Stealth Advertising

Just when I thought I had enough reasons to hate the entertainment industry they come up with an idea like this.

From a recent Reuters article on

A breakthrough in television advertising debuted without fanfare last spring as a brand-name box of crackers appeared on the CBS sitcom ”Yes, Dear” for about 20 seconds, seen but hardly noticed by millions of viewers.

Unbeknownst to them, the image of Kellogg’s Club Crackers had been digitally painted onto the top of a coffee table after the scene was filmed, launching the latest advance in a marketing practice known in the industry as product placement but derided by critics as ”stealth advertising.”

This is worse than the advertisements which now seem to frequent the bottom third of the screen as you’re trying to watch your favorite program. At least when Shrek started popping his ugly head into the frame you knew you were seeing an advertisement!

Now when you see a box of crackers, pop-tarts, a box of trojans, a bottle of Coke, or a BMW in a series you’ll never know if it was put there by a careful writer, a skilled set dresser, or just a network advertising department who has no interest in the artistic integrity of the show.

Now I’m not naive enough to think the entertainment industry hasn’t been taking payoffs for putting brand name products in their shows, but at least it was part of the original composition, not an afterthought. There can be some give-and-take between the advertisers and the writers and, while advertising is inevitable, at least there are some checks.

So where does this end? Well, my bitching probably won’t get them to stop placing ads in more and more programming, so I’d like to offer this suggestion for the future of “stealth advertising.”

Advertising in the news. That’s right, the news. Try these on for size…

Would George W. like a cracker? (or should that be “Is George W. like a cracker?”)


How about some great moments in history? Everyone needs crackers…

There were crackers on the moon right?


What’s a war without crackers?


You can go great places with crackers!


And my personal favorite.


Tasteless? Well, yes, but since we’ve already turned anything artistic into a commercial, what’s left? Just the news.

advertising, internet advertising, humor, funny, stealth advertising, george w. bush, bush, news, entertainment

5 thoughts on “Stealth Advertising”

  1. Product placement has been around for a long time; it’s nothing new. The fact that they’re digitally putting them into the shot rather than actually putting the product on the set is probably the only new thing about this. If you can’t tell whether what you’re seeing is set or a genuine product placement, then why get so hot under the collar about it? I guarantee you’ve seen this plenty of times before, but just never noticed it. Case in point, do you remember seeing the axe deodorant billboards in burnout revenge? Definite product placement, intrusive and worth getting worked up about? Not at all. The judges on american idol don’t just happen to all have coke glasses with them every night either. I would actually prefer to have this type of advertisement than shrek popping his head into the screen either covering part of the programming I’m watching, or at the very least squashing it.

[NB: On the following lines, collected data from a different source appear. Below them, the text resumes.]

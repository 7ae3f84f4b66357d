//! Add `srcset` attributes to `<img>` tags in generated HTML.
//!
//! Runs after the raster pass has written `photo@2x.jpg` and friends, so each
//! local JPEG/PNG image can advertise its density variants:
//!
//! ```text
//! <img src="/img/photo.jpg" alt="">
//! <img src="/img/photo.jpg" srcset="/img/photo.jpg 1x, /img/photo@2x.jpg 2x, /img/photo@3x.jpg 3x" alt="">
//! ```
//!
//! Tags that already carry a `srcset`, remote or `data:` URLs, and other
//! formats are left untouched.

use crate::config::VariantRule;
use crate::imaging::RASTER_EXTENSIONS;
use regex::{Captures, Regex};
use std::borrow::Cow;
use std::sync::LazyLock;

static IMG_TAG: LazyLock<Regex> =
    LazyLock::new(|| Regex::new(r"(?is)<img\b[^>]*>").expect("img tag regex must compile"));

static SRC_ATTR: LazyLock<Regex> = LazyLock::new(|| {
    Regex::new(r#"(?i)(\s)src\s*=\s*(?:"([^"]*)"|'([^']*)')"#).expect("src regex must compile")
});

static SRCSET_ATTR: LazyLock<Regex> =
    LazyLock::new(|| Regex::new(r"(?i)\ssrcset\s*=").expect("srcset regex must compile"));

/// True for a local URL pointing at a JPEG or PNG file.
fn is_local_raster(url: &str) -> bool {
    let lower = url.to_ascii_lowercase();
    if lower.starts_with("http:")
        || lower.starts_with("https:")
        || lower.starts_with("//")
        || lower.starts_with("data:")
    {
        return false;
    }
    let path = lower.split(['?', '#']).next().unwrap_or("");
    path.rsplit_once('.')
        .is_some_and(|(_, ext)| RASTER_EXTENSIONS.contains(&ext))
}

/// Insert `suffix` before the extension of a URL, keeping any query or fragment.
pub fn suffixed_url(url: &str, suffix: &str) -> String {
    let split_at = url.find(['?', '#']).unwrap_or(url.len());
    let (path, tail) = url.split_at(split_at);
    match path.rfind('.') {
        Some(dot) if !path[dot..].contains('/') => {
            format!("{}{}{}{}", &path[..dot], suffix, &path[dot..], tail)
        }
        _ => format!("{}{}{}", path, suffix, tail),
    }
}

/// Build the `srcset` value for `url`, ordered by density.
pub fn srcset_for(url: &str, rules: &[VariantRule]) -> String {
    let mut rules: Vec<&VariantRule> = rules.iter().collect();
    rules.sort_by_key(|r| r.density);
    rules
        .iter()
        .map(|r| format!("{} {}x", suffixed_url(url, &r.suffix), r.density))
        .collect::<Vec<_>>()
        .join(", ")
}

fn rewrite_tag(tag: &str, rules: &[VariantRule]) -> Option<String> {
    if SRCSET_ATTR.is_match(tag) {
        return None;
    }
    let caps = SRC_ATTR.captures(tag)?;
    let url = caps.get(2).or_else(|| caps.get(3))?.as_str();
    if !is_local_raster(url) {
        return None;
    }
    let src = caps.get(0)?;
    let srcset = srcset_for(url, rules);
    Some(format!(
        "{} srcset=\"{}\"{}",
        &tag[..src.end()],
        srcset,
        &tag[src.end()..]
    ))
}

/// Rewrite every eligible `<img>` tag in `html`.
///
/// Returns `Cow::Borrowed` when nothing changed so callers can skip the write.
pub fn add_srcset<'a>(html: &'a str, rules: &[VariantRule]) -> Cow<'a, str> {
    let mut changed = false;
    let rewritten = IMG_TAG.replace_all(html, |caps: &Captures| {
        let tag = &caps[0];
        match rewrite_tag(tag, rules) {
            Some(new_tag) => {
                changed = true;
                new_tag
            }
            None => tag.to_string(),
        }
    });
    if changed {
        Cow::Owned(rewritten.into_owned())
    } else {
        Cow::Borrowed(html)
    }
}
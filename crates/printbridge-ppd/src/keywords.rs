// SPDX-License-Identifier: PMPL-1.0-or-later
// Copyright (c) 2026 Jonathan D.A. Jewell (hyperpolymath) <jonathan.jewell@open.ac.uk>
//
// PPD keywords the translator recognises.  Matching is case-sensitive.

// -- Structure --
pub const OPEN_UI: &str = "OpenUI";
pub const CLOSE_UI: &str = "CloseUI";
pub const JCL_OPEN_UI: &str = "JCLOpenUI";
pub const JCL_CLOSE_UI: &str = "JCLCloseUI";
pub const OPEN_GROUP: &str = "OpenGroup";
pub const CLOSE_GROUP: &str = "CloseGroup";
pub const OPEN_SUB_GROUP: &str = "OpenSubGroup";
pub const CLOSE_SUB_GROUP: &str = "CloseSubGroup";
pub const UI_CONSTRAINTS: &str = "UIConstraints";
pub const INSTALLABLE_OPTIONS: &str = "InstallableOptions";
pub const DEFAULT: &str = "Default";
pub const END: &str = "End";

// -- OpenUI types --
pub const PICK_ONE: &str = "PickOne";
pub const PICK_MANY: &str = "PickMany";
pub const BOOLEAN: &str = "Boolean";

// -- Capabilities --
pub const PAGE_SIZE: &str = "PageSize";
pub const COLOR_MODEL: &str = "ColorModel";
pub const CM_AND_RESOLUTION: &str = "CMAndResolution";
pub const SELECT_COLOR: &str = "SelectColor";
pub const DUPLEX: &str = "Duplex";
pub const KM_DUPLEX: &str = "KMDuplex";
pub const RESOLUTION: &str = "Resolution";
pub const OUTPUT_BIN: &str = "OutputBin";
pub const JOB_TYPE: &str = "JobType";
pub const LOCKED_PRINT: &str = "LockedPrint";
pub const LOCKED_PRINT_PASSWORD: &str = "LockedPrintPassword";
pub const PRINT_QUALITY_TRANSLATION: &str = "Print Quality";

// -- Stand-alone statements --
pub const MANUFACTURER: &str = "Manufacturer";
pub const NICK_NAME: &str = "NickName";
pub const HW_MARGINS: &str = "HWMargins";
pub const THROUGHPUT: &str = "Throughput";

// -- Duplex option keywords --
pub const NONE: &str = "None";
pub const FALSE: &str = "False";
pub const TRUE: &str = "True";
pub const DUPLEX_NO_TUMBLE: &str = "DuplexNoTumble";
pub const DUPLEX_TUMBLE: &str = "DuplexTumble";
pub const KM_DUPLEX_SINGLE: &str = "Single";
pub const KM_DUPLEX_DOUBLE: &str = "Double";
pub const KM_DUPLEX_BOOKLET: &str = "Booklet";

// Neither character may appear in PPD main or option keywords, so they are
// safe separators inside vendor capability IDs.  `A:B/C` reads as two
// options: A=B and C=<ticket value>.
pub const INTERNAL_KEY_SEPARATOR: &str = ":";
pub const INTERNAL_VALUE_SEPARATOR: &str = "/";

  2. Why don’t the advertisers just start writing the series then…

    Traditional product placement has to go through some level of artistic filter to show up on screen. The people (writers, actors, producers, etc.) who work so hard to produce a quality show can choose how to display a product or possibly push back if the product is inappropriate.

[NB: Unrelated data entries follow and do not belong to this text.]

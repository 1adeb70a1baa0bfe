// SPDX-License-Identifier: PMPL-1.0-or-later
// Copyright (c) 2026 Jonathan D.A. Jewell (hyperpolymath) <jonathan.jewell@open.ac.uk>
//
// Unified error types for PrintBridge.

use thiserror::Error;

/// Top-level error type for all PrintBridge operations.
#[derive(Debug, Error)]
pub enum PrintBridgeError {
    // -- Transport errors (retried once by the pool) --
    #[error("failed to connect to print server {server}: {reason}")]
    Connect { server: String, reason: String },

    #[error("print server transport failure: {0}")]
    Transport(String),

    #[error("timed out after {0:?}")]
    Timeout(std::time::Duration),

    // -- Protocol errors (server answered, but with a failure) --
    #[error("{operation} returned IPP status {status}")]
    IppStatus { operation: String, status: String },

    #[error("{operation} returned HTTP status {code}")]
    HttpStatus { operation: String, code: u16 },

    #[error("malformed print server response: {0}")]
    Protocol(String),

    // -- Cache / pool state --
    #[error("print server reported no change, but no PPD is cached for {0}")]
    PpdNotCached(String),

    #[error("connection pool is closed")]
    PoolClosed,

    // -- Resources and configuration --
    #[error("file I/O error: {0}")]
    Io(#[from] std::io::Error),

    #[error("serialization error: {0}")]
    Serialization(#[from] serde_json::Error),

    #[error("invalid configuration: {0}")]
    Config(String),
}

impl PrintBridgeError {
    /// Whether this error means the underlying session can no longer be
    /// trusted and should be discarded instead of returned to the pool.
    pub fn is_transport(&self) -> bool {
        match self {
            Self::Connect { .. } | Self::Transport(_) | Self::Timeout(_) | Self::Protocol(_) => {
                true
            }
            Self::Io(io_err) => matches!(
                io_err.kind(),
                std::io::ErrorKind::TimedOut
                    | std::io::ErrorKind::ConnectionRefused
                    | std::io::ErrorKind::ConnectionReset
                    | std::io::ErrorKind::ConnectionAborted
                    | std::io::ErrorKind::BrokenPipe
                    | std::io::ErrorKind::UnexpectedEof
            ),
            _ => false,
        }
    }
}

/// Alias used throughout the codebase.
pub type Result<T> = std::result::Result<T, PrintBridgeError>;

    If the advertisement can be put in post-production all these checks are bypassed. The people actually making the show have just lost control over the content.

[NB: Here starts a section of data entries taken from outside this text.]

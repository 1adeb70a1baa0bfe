// SPDX-License-Identifier: PMPL-1.0-or-later
// Copyright (c) 2026 Jonathan D.A. Jewell (hyperpolymath) <jonathan.jewell@open.ac.uk>
//
// PPD to cloud device description translation.

use printbridge_core::cdd::PrinterDescriptionSection;
use tracing::{debug, instrument};

use crate::color::convert_color;
use crate::duplex::convert_duplex;
use crate::entry::Entries;
use crate::group::group_statements;
use crate::keywords;
use crate::media::convert_media_size;
use crate::model::{cleanup_model, normalize_manufacturer, strip_manufacturer};
use crate::resolution::convert_dpi;
use crate::standalone::{convert_margins, convert_printing_speed};
use crate::statement::parse_statements;
use crate::vendor::{convert_locked_print_password, convert_vendor_capability};

/// Everything a PPD tells us about a printer.
#[derive(Debug, Clone, Default, PartialEq)]
pub struct PpdTranslation {
    pub description: PrinterDescriptionSection,
    /// Empty when the PPD has no `*Manufacturer`.
    pub manufacturer: String,
    /// Empty when the PPD has no `*NickName`.
    pub model: String,
}

/// Translate PPD text.  Sections the PPD does not describe are left `None`;
/// malformed content degrades to missing sections rather than an error.
#[instrument(skip_all, fields(ppd_len = ppd.len()))]
pub fn translate_ppd(ppd: &str) -> PpdTranslation {
    let grouped = group_statements(parse_statements(ppd));
    let entries = Entries::from_blocks(&grouped.filter_constraints());

    let mut description = PrinterDescriptionSection {
        media_size: entries.get(keywords::PAGE_SIZE).and_then(convert_media_size),
        color: entries
            .first_of(&[
                keywords::COLOR_MODEL,
                keywords::CM_AND_RESOLUTION,
                keywords::SELECT_COLOR,
            ])
            .and_then(convert_color),
        duplex: entries
            .first_of(&[keywords::DUPLEX, keywords::KM_DUPLEX])
            .and_then(convert_duplex),
        dpi: entries.get(keywords::RESOLUTION).and_then(convert_dpi),
        ..Default::default()
    };

    let mut vendor = Vec::new();
    vendor.extend(
        entries
            .get(keywords::OUTPUT_BIN)
            .and_then(convert_vendor_capability),
    );
    if let (Some(job_type), Some(password)) = (
        entries.get(keywords::JOB_TYPE),
        entries.get(keywords::LOCKED_PRINT_PASSWORD),
    ) {
        vendor.extend(convert_locked_print_password(job_type, password));
    }
    vendor.extend(
        entries
            .by_translation(keywords::PRINT_QUALITY_TRANSLATION)
            .and_then(convert_vendor_capability),
    );
    description.vendor_capability = (!vendor.is_empty()).then_some(vendor);

    let mut manufacturer = String::new();
    let mut model = String::new();
    for s in &grouped.standalone {
        match s.main_keyword.as_str() {
            keywords::MANUFACTURER => manufacturer = s.value.clone(),
            keywords::NICK_NAME => model = cleanup_model(&s.value),
            keywords::HW_MARGINS => description.margins = convert_margins(&s.value),
            keywords::THROUGHPUT => {
                description.printing_speed =
                    convert_printing_speed(&s.value, description.color.as_ref());
            }
            _ => {}
        }
    }

    let display_manufacturer = normalize_manufacturer(&manufacturer);
    let mut model = strip_manufacturer(&model, &manufacturer);
    if display_manufacturer != manufacturer {
        model = strip_manufacturer(&model, &display_manufacturer);
    }

    debug!(
        manufacturer = %display_manufacturer,
        model = %model,
        "translated PPD"
    );

    PpdTranslation {
        description,
        manufacturer: display_manufacturer,
        model,
    }
}
// SPDX-License-Identifier: PMPL-1.0-or-later
// Copyright (c) 2026 Jonathan D.A. Jewell (hyperpolymath) <jonathan.jewell@open.ac.uk>
//
// Per-printer PPD cache with conditional refresh.
//
// Each printer owns one stable file in the cache directory.  A refresh asks
// the server for the PPD conditional on the last modification marker; fresh
// bytes are streamed through SHA-256 into a staging file that then replaces
// the stable file in one rename, so readers never see a half-written PPD.

use std::collections::HashMap;
use std::fs::File;
use std::io::{self, BufReader, Read, Write};
use std::path::{Path, PathBuf};
use std::sync::{Arc, PoisonError, RwLock};

use sha2::{Digest, Sha256};
use tempfile::{NamedTempFile, TempPath};
use tokio::sync::Mutex;
use tracing::{debug, info, instrument, warn};

use printbridge_core::error::{PrintBridgeError, Result};
use printbridge_ppd::{PpdTranslation, translate_ppd};

use crate::pool::ConnectionPool;
use crate::session::{Connector, ModMarker, PpdResponse};

/// A consistent view of one cached PPD.
#[derive(Debug, Clone)]
pub struct CachedPpd {
    pub path: PathBuf,
    /// Lowercase hex SHA-256 of the PPD bytes.
    pub hash: String,
    pub translation: Arc<PpdTranslation>,
}

struct PpdCacheEntry {
    printer_name: String,
    /// Deleted when the entry is dropped.
    stable: TempPath,
    marker: Option<ModMarker>,
    current: Option<(String, Arc<PpdTranslation>)>,
}

impl PpdCacheEntry {
    fn create(cache_dir: &Path, printer: &str) -> io::Result<Self> {
        let stable = tempfile::Builder::new()
            .prefix(&format!("{}-", file_stem(printer)))
            .suffix(".ppd")
            .tempfile_in(cache_dir)?
            .into_temp_path();
        Ok(Self {
            printer_name: printer.to_owned(),
            stable,
            marker: None,
            current: None,
        })
    }

    fn snapshot(&self) -> Option<CachedPpd> {
        let (hash, translation) = self.current.as_ref()?;
        Some(CachedPpd {
            path: self.stable.to_path_buf(),
            hash: hash.clone(),
            translation: Arc::clone(translation),
        })
    }
}

/// Printer names become part of a file name; keep the safe characters.
fn file_stem(printer: &str) -> String {
    printer
        .chars()
        .map(|c| if c.is_ascii_alphanumeric() || c == '-' || c == '_' { c } else { '_' })
        .collect()
}

/// Stream `source` into a staging file in `cache_dir` while hashing it, then
/// rename the staging file over `stable`.  Returns the hash and the text.
fn replace_contents(source: &Path, cache_dir: &Path, stable: &Path) -> io::Result<(String, String)> {
    let mut reader = BufReader::new(File::open(source)?);
    let mut staged = NamedTempFile::new_in(cache_dir)?;
    let mut hasher = Sha256::new();
    let mut contents = Vec::new();
    let mut buf = [0_u8; 8192];
    loop {
        let n = reader.read(&mut buf)?;
        if n == 0 {
            break;
        }
        hasher.update(&buf[..n]);
        staged.write_all(&buf[..n])?;
        contents.extend_from_slice(&buf[..n]);
    }
    staged.as_file().sync_all()?;
    staged.persist(stable).map_err(|e| e.error)?;

    // PPDs are nominally ASCII but Latin-1 translations turn up.
    let text = String::from_utf8_lossy(&contents).into_owned();
    Ok((hex::encode(hasher.finalize()), text))
}

async fn blocking<T, F>(f: F) -> Result<T>
where
    T: Send + 'static,
    F: FnOnce() -> T + Send + 'static,
{
    tokio::task::spawn_blocking(f)
        .await
        .map_err(|e| PrintBridgeError::Io(io::Error::other(e)))
}

pub struct PpdCache<C: Connector> {
    pool: Arc<ConnectionPool<C>>,
    cache_dir: PathBuf,
    entries: RwLock<HashMap<String, Arc<Mutex<PpdCacheEntry>>>>,
}

impl<C: Connector> PpdCache<C> {
    pub fn new(pool: Arc<ConnectionPool<C>>, cache_dir: impl Into<PathBuf>) -> Result<Self> {
        let cache_dir = cache_dir.into();
        std::fs::create_dir_all(&cache_dir)?;
        Ok(Self {
            pool,
            cache_dir,
            entries: RwLock::new(HashMap::new()),
        })
    }

    pub fn pool(&self) -> &Arc<ConnectionPool<C>> {
        &self.pool
    }

    fn existing(&self, printer: &str) -> Option<Arc<Mutex<PpdCacheEntry>>> {
        self.entries
            .read()
            .unwrap_or_else(PoisonError::into_inner)
            .get(printer)
            .cloned()
    }

    /// The entry for `printer`, created on first use.  Racing creators all
    /// end up with the same entry.
    fn entry(&self, printer: &str) -> Result<Arc<Mutex<PpdCacheEntry>>> {
        if let Some(entry) = self.existing(printer) {
            return Ok(entry);
        }

        let candidate = PpdCacheEntry::create(&self.cache_dir, printer)?;
        let (entry, loser) = {
            let mut entries = self.entries.write().unwrap_or_else(PoisonError::into_inner);
            match entries.get(printer) {
                Some(existing) => (Arc::clone(existing), Some(candidate)),
                None => {
                    let entry = Arc::new(Mutex::new(candidate));
                    entries.insert(printer.to_owned(), Arc::clone(&entry));
                    (entry, None)
                }
            }
        };
        if let Some(loser) = loser {
            debug!(printer, "lost entry creation race, discarding candidate");
            tokio::task::spawn_blocking(move || drop(loser));
        }
        Ok(entry)
    }

    /// Bring the cached PPD for `printer` up to date and return it.
    ///
    /// On failure the entry keeps its last good file, hash, and marker.  An
    /// entry that never held a PPD is discarded along with its file.
    #[instrument(skip(self))]
    pub async fn refresh(&self, printer: &str) -> Result<CachedPpd> {
        loop {
            let handle = self.entry(printer)?;
            let mut entry = handle.lock().await;
            if !self.is_listed(printer, &handle) {
                // Discarded while we waited for it.
                continue;
            }

            let result = self.refresh_locked(printer, &mut entry).await;
            if result.is_err() && entry.current.is_none() {
                self.unlist(printer, &handle);
                drop(entry);
                if let Err(e) = blocking(move || drop(handle)).await {
                    warn!(error = %e, "deleting empty cache entry failed");
                }
                debug!("discarded cache entry after failed first fetch");
            }
            return result;
        }
    }

    fn is_listed(&self, printer: &str, handle: &Arc<Mutex<PpdCacheEntry>>) -> bool {
        self.existing(printer)
            .is_some_and(|listed| Arc::ptr_eq(&listed, handle))
    }

    fn unlist(&self, printer: &str, handle: &Arc<Mutex<PpdCacheEntry>>) {
        let mut entries = self.entries.write().unwrap_or_else(PoisonError::into_inner);
        if entries.get(printer).is_some_and(|listed| Arc::ptr_eq(listed, handle)) {
            entries.remove(printer);
        }
    }

    async fn refresh_locked(&self, printer: &str, entry: &mut PpdCacheEntry) -> Result<CachedPpd> {
        let response = self.pool.get_ppd(printer, entry.marker.as_ref()).await?;
        match response {
            PpdResponse::NotModified => {
                debug!("PPD not modified");
                entry
                    .snapshot()
                    .ok_or_else(|| PrintBridgeError::PpdNotCached(printer.to_owned()))
            }
            PpdResponse::Modified { path, marker } => {
                let cache_dir = self.cache_dir.clone();
                let stable = entry.stable.to_path_buf();
                let outcome = blocking(move || {
                    let outcome = replace_contents(&path, &cache_dir, &stable)
                        .map(|(hash, text)| (hash, Arc::new(translate_ppd(&text))));
                    if let Err(e) = std::fs::remove_file(&path) {
                        warn!(path = %path.display(), error = %e, "could not remove downloaded PPD");
                    }
                    outcome
                })
                .await??;

                info!(printer = %entry.printer_name, hash = %outcome.0, "PPD updated");
                entry.marker = marker;
                entry.current = Some(outcome);
                entry
                    .snapshot()
                    .ok_or_else(|| PrintBridgeError::PpdNotCached(printer.to_owned()))
            }
        }
    }

    /// The cached PPD for `printer` without contacting the server.
    pub async fn cached(&self, printer: &str) -> Option<CachedPpd> {
        let entry = self.existing(printer)?;
        let entry = entry.lock().await;
        entry.snapshot()
    }

    /// Drop the entry for `printer` and delete its file.  Returns whether an
    /// entry existed.
    #[instrument(skip(self))]
    pub async fn invalidate(&self, printer: &str) -> bool {
        let removed = self
            .entries
            .write()
            .unwrap_or_else(PoisonError::into_inner)
            .remove(printer);
        let Some(entry) = removed else {
            return false;
        };
        // Wait out an in-flight refresh so the file goes away with the entry.
        let entry = entry.lock_owned().await;
        if let Err(e) = blocking(move || drop(entry)).await {
            warn!(error = %e, "deleting cached PPD failed");
        }
        debug!("cache entry removed");
        true
    }

    /// Drop every entry and close the pool.
    pub async fn shutdown(&self) {
        let entries: Vec<_> = self
            .entries
            .write()
            .unwrap_or_else(PoisonError::into_inner)
            .drain()
            .map(|(_, entry)| entry)
            .collect();
        info!(count = entries.len(), "shutting down PPD cache");
        if let Err(e) = blocking(move || drop(entries)).await {
            warn!(error = %e, "deleting cached PPDs failed");
        }
        self.pool.close();
    }

    pub fn len(&self) -> usize {
        self.entries.read().unwrap_or_else(PoisonError::into_inner).len()
    }

    pub fn is_empty(&self) -> bool {
        self.len() == 0
    }
}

    Furthermore, if I buy a series on DVD, do I get the series as aired or as filmed?

  3. Do we know for sure that the writers & producers don’t have any say in this? Seems to me if their show is being doctored without their say and is ruining the show, then they would protest/strike until a compromise was made. A show can’t go anywhere if the writer and/or producer aren’t doing their job.

    What difference does it make which version you get on DVD if you can’t tell whether something is a prop/traditional product placment/digital product placement? If it looks real and part of the set, who cares whether a company paid to have it placed there?

  4. I don’t know that for sure, but the industry being what it is the writers and producers would have a tough time walking away from a series that pays.

    When I watch television I pay for the content through ads. I am willing to accept that, but the quality (and quantity) of the content has gone down and the price (in ads) has gone up over the past 20 years (even longer, but I can only speak from personal experience about the past 20 years.)

    When I purchase a DVD I pay for the content with cash. I am purchasing the right to view a piece of work in the way the creators intended it to be viewed.

    I wouldn’t accept advertising being superimposed on any other form of art I would care to view or purchase.

  5. the BBC used to have very strict rules about product placement – it’s not allowed. however, this created huge problems when you have comedies and soaps that take place in shops and pubs. also, society has changed drastically in the past decade or so, and wearing a product name is now a fashion statement. creating a fictional world that is supposed to reflect our modern world, but carries no product names is impossible. in some cases, they have gone to the trouble of creating fictional brand names, with labels and corporate logos – but it’s a lot of work, and puts an enormous strain on the budget. the BBC does not get paid to place a product name on the screen – but it has become unavoidable.